The Talairach coordinates of the studies included in the ALE meta-analysis were automatically converted into MNI coordinates using GingerALE. According to the modified procedures of Eickhoff and colleagues [98], the ALE values of each voxel in the brain were computed, and the null distribution of the ALE statistic was calculated for each voxel. The ALE method incorporates a variable uncertainty based on subject size. Since implementing the variable uncertainty of the random-effects method, GingerALE needs subject information for each foci group to calculate the Full-Width Half-Maximum(FWHM) of the Gaussian function used to blur the foci [98]. The thresholded ALE map was computed using p values from the previous phase, and we used a cluster forming threshold of p < 0.001 and a cluster-level threshold of p < 0.05 Familywise Error (FWE)corrected [106]. For each group (GD and AUD) activation (activation and deactivation), we performed separate ALE meta-analyses (Table 1 and Table 2).

5. Results

5.1. Neural Alterations in Gambling Disorder

The ALE meta-analysis on GD (Table 3) revealed clusters of activation in both hemispheres (Figure 2), mainly located in the head and body of the cuneus (CN; Figure 2), in the lentiform nucleus (LN), and in the hypothalamus (see Figure 2). We also found clusters of activation in the right middle frontal gyrus (MFG) and in the right putamen. No significant suprathreshold cluster of deactivation was detected in GD.

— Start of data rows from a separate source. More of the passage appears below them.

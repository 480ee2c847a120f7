//! Terminal output formatting
//!
//! Board printing for the line-based CLI and the shareable emoji grid.

pub mod display;
pub mod share;

pub use display::{print_board, print_keyboard, print_stats};
pub use share::share_text;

5.2. Neural Alterations in Alcohol Use Disorder

The ALE meta-analysis on AUD (Table 4 and Table 5) revealed clusters of activation in the lentiform nucleus (LN) including the superior portion of the left putamen (Figure 3). We also found clusters of activation in the right middle frontal gyrus (MFG), and in the left posterior cingulate cortex (PCC) extending to the precuneus. The ALE meta-analysis revealed clusters of deactivation in both hemispheres located in the MFG, and also the boundary between the middle and anterior portion of the left cingulate gyrus cortex (CGC) and the inferior portion of the left putamen (Figure 4).

6. Discussion

Executive functions encompass several cognitive processes, such as decision-making, response inhibition, conflict monitoring, cognitive flexibility, and their possible relationship with reward-related decision-making processes [55]. Executive functions have been repeatedly found to be altered in GD and AUD (see the “Introduction” section above). There are multiple reliable and valid computerized neurocognitive tasks used during fMRI scanning to assess neurofunctional alterations in GD and AUD; by including these tasks in our meta-analysis (see Table 1 and Table 2) and summarizing previous fMRI findings on AUD and GD, we demonstrated neurofunctional alterations in the brain network of executive control in individuals with AUD and GD. The present meta-analysis and results, going beyond the limitations of a single-study approach (e.g., low power and generalizability), provide, for the first time, broad and converging evidence that both disorders are associated with specific neural alterations in neural networks related to executive function. For ease of exposition, the discussion will be divided into subheadings.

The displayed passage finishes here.